> [Required work]
Report each line of the entries that includes "diagnostics" by copying it.

> [Source data]
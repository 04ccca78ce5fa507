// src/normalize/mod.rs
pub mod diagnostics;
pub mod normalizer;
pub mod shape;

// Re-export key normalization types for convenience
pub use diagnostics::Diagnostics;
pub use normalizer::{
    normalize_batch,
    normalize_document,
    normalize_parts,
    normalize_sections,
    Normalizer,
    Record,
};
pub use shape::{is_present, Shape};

> [Task output]
pub mod diagnostics;
pub use diagnostics::Diagnostics;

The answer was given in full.